If he wants to have nothing to do with the kid, he doesn't have to. But he doesn't have the right to be a deadbeat re : child support.

He doesn't have to do anything more than sign a check.

Fawke Em

(11,366 posts)
45. I hope not, either, since that's not the case in my state.
Thu Mar 13, 2014, 09:25 AM
Mar 2014

No one signs a birth certificate in Tennessee. You're issued one.

I'm sure it's different in every state, but no one "signs" a birth certificate here.

Edited to add: "Parents" don't sign one... the doctor does.

Nevernose

(13,081 posts)
36. That really depends on the state
Thu Mar 13, 2014, 08:14 AM
Mar 2014

This is one of those areas that vary widely.
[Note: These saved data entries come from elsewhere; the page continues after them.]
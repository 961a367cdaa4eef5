pub mod mesh;
pub mod projects;
pub mod reconstruction;
pub mod training;

use std::future::Future;

use serde::Serialize;
use sculpt_core::error::CoreError;
use sculpt_core::job::JobState;
use sculpt_core::layout::ProjectLayout;
use sculpt_jobs::PipelineGuard;
use sculpt_pipeline::PipelineError;

use crate::error::AppResult;
use crate::state::AppState;

/// Body of a `202 Accepted` for work that continues in the background.
/// Progress is reported on the WebSocket stream.
#[derive(Debug, Serialize)]
pub struct PipelineAccepted {
    pub project: String,
    pub pipeline: &'static str,
    pub state: JobState,
}

/// Resolve `project` to its layout, rejecting unsafe ids (400) and
/// projects with no directory (404).
pub(crate) fn existing_project(state: &AppState, project: &str) -> AppResult<ProjectLayout> {
    let layout = ProjectLayout::new(&state.config.projects_dir, project)?;
    if !layout.exists() {
        return Err(CoreError::NotFound {
            entity: "Project",
            id: project.to_string(),
        }
        .into());
    }
    Ok(layout)
}

/// Run `work` on a background task that holds the project's pipeline
/// slot until it finishes.
pub(crate) fn spawn_pipeline<F, T>(guard: PipelineGuard, work: F) -> PipelineAccepted
where
    F: Future<Output = Result<T, PipelineError>> + Send + 'static,
    T: Send + 'static,
{
    let accepted = PipelineAccepted {
        project: guard.project().to_string(),
        pipeline: guard.kind().as_str(),
        state: JobState::Running,
    };

    tokio::spawn(async move {
        match work.await {
            Ok(_) => tracing::info!(project = guard.project(), pipeline = guard.kind().as_str(), "Pipeline finished"),
            Err(e) => tracing::error!(
                project = guard.project(),
                pipeline = guard.kind().as_str(),
                error = %e,
                "Pipeline failed",
            ),
        }
        drop(guard);
    });

    accepted
}
//! Job-control signals delivered to trainer processes.

use crate::error::JobError;

/// The signals the controller sends.
#[derive(Debug, Clone, Copy, PartialEq, Eq)]
pub enum ControlSignal {
    /// Suspend execution (SIGSTOP).
    Pause,
    /// Continue a suspended process (SIGCONT).
    Resume,
    /// Ask the process to exit (SIGTERM).
    Terminate,
    /// Force the process to exit (SIGKILL).
    Kill,
}

impl ControlSignal {
    pub fn name(self) -> &'static str {
        match self {
            Self::Pause => "SIGSTOP",
            Self::Resume => "SIGCONT",
            Self::Terminate => "SIGTERM",
            Self::Kill => "SIGKILL",
        }
    }

    #[cfg(unix)]
    fn raw(self) -> libc::c_int {
        match self {
            Self::Pause => libc::SIGSTOP,
            Self::Resume => libc::SIGCONT,
            Self::Terminate => libc::SIGTERM,
            Self::Kill => libc::SIGKILL,
        }
    }
}

/// Send `signal` to `pid`, or to the whole process group it leads.
///
/// Returns `Ok(false)` if the target no longer exists.
#[cfg(unix)]
pub fn send(pid: u32, signal: ControlSignal, process_group: bool) -> Result<bool, JobError> {
    let Ok(raw_pid) = libc::pid_t::try_from(pid) else {
        return Err(JobError::Invalid(format!("pid {pid} out of range")));
    };
    let target = if process_group { -raw_pid } else { raw_pid };

    // Safety: kill(2) has no memory-safety preconditions.
    let ret = unsafe { libc::kill(target, signal.raw()) };
    if ret == 0 {
        tracing::debug!(pid, signal = signal.name(), process_group, "Signal delivered");
        return Ok(true);
    }

    let source = std::io::Error::last_os_error();
    if source.raw_os_error() == Some(libc::ESRCH) {
        return Ok(false);
    }
    Err(JobError::Signal {
        signal: signal.name(),
        pid,
        source,
    })
}

#[cfg(not(unix))]
pub fn send(_pid: u32, signal: ControlSignal, _process_group: bool) -> Result<bool, JobError> {
    Err(JobError::Unsupported(signal.name()))
}

/// Whether pause and resume can be honoured on this platform.
pub const fn supports_suspend() -> bool {
    cfg!(unix)
}
//! Handlers for sparse and dense reconstruction runs.
//!
//! Both endpoints claim the project's slot, start the run on a background
//! task and return 202 immediately.

use std::sync::Arc;

use axum::extract::{Path, State};
use axum::http::StatusCode;
use axum::response::IntoResponse;
use axum::Json;
use sculpt_core::error::CoreError;
use sculpt_core::reconstruction::ReconstructionParams;
use sculpt_jobs::PipelineKind;

use crate::error::AppResult;
use crate::handlers::{existing_project, spawn_pipeline};
use crate::response::DataResponse;
use crate::state::AppState;

/// POST /api/projects/{project}/reconstruction
pub async fn start_reconstruction(
    State(state): State<AppState>,
    Path(project): Path<String>,
    Json(params): Json<ReconstructionParams>,
) -> AppResult<impl IntoResponse> {
    params.validate().map_err(CoreError::Validation)?;
    let layout = existing_project(&state, &project)?;
    let guard = state.registry.begin_pipeline(&project, PipelineKind::Reconstruction)?;

    tracing::info!(
        project = %project,
        camera_model = %params.camera_model,
        quality = %params.quality,
        dense = params.dense_reconstruction,
        "Reconstruction requested",
    );

    let colmap = Arc::clone(&state.colmap);
    let accepted = spawn_pipeline(guard, async move { colmap.process(&project, &layout, &params).await });

    Ok((StatusCode::ACCEPTED, Json(DataResponse { data: accepted })))
}

/// POST /api/projects/{project}/reconstruction/dense
pub async fn start_dense_reconstruction(
    State(state): State<AppState>,
    Path(project): Path<String>,
) -> AppResult<impl IntoResponse> {
    let layout = existing_project(&state, &project)?;
    let guard = state
        .registry
        .begin_pipeline(&project, PipelineKind::DenseReconstruction)?;

    tracing::info!(project = %project, "Dense reconstruction requested");

    let colmap = Arc::clone(&state.colmap);
    let accepted = spawn_pipeline(guard, async move { colmap.dense_reconstruction(&project, &layout).await });

    Ok((StatusCode::ACCEPTED, Json(DataResponse { data: accepted })))
}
And even then, in most/most states a married man is automatically presumed to be the father, with full custodial rights, even if his wife doesn't put his name on the birth certificate.

In the OP, I think the judge made the right call.

 

geek tragedy

(68,868 posts)
40. Married men are presumed to be the father just about everywhere.
Thu Mar 13, 2014, 08:45 AM
Mar 2014

Men who aren't married have more hurdles.

Nye Bevan

(25,406 posts)
10. Obviously this couple does not have a relationship any more.
Wed Mar 12, 2014, 07:16 PM
Mar 2014

So why should she be forced to have him in the room to view her vagina as a baby emerges from it?

antigone382

(3,682 posts)
12. I really can't wrap my mind around anyone thinking differently.
Wed Mar 12, 2014, 07:21 PM
Mar 2014

It just happens to be one of the most vulnerable, physically arduous, and potentially dangerous experiences a woman will ever have. If there is one time in her life that she should be able to make the rules, it's during the birth of her child. And afterwards, it's in the best interest of the child, for a whole host of medical reasons like the maintenance of body warmth, the regulation of heart rates and breathing, and the start of breastfeeding (which is when the baby takes in colostrum, the incredibly important substance that starts healthy digestion and delivers antibodies for secondary disease resistance), for the baby to stay close to the mother immediately following the birth.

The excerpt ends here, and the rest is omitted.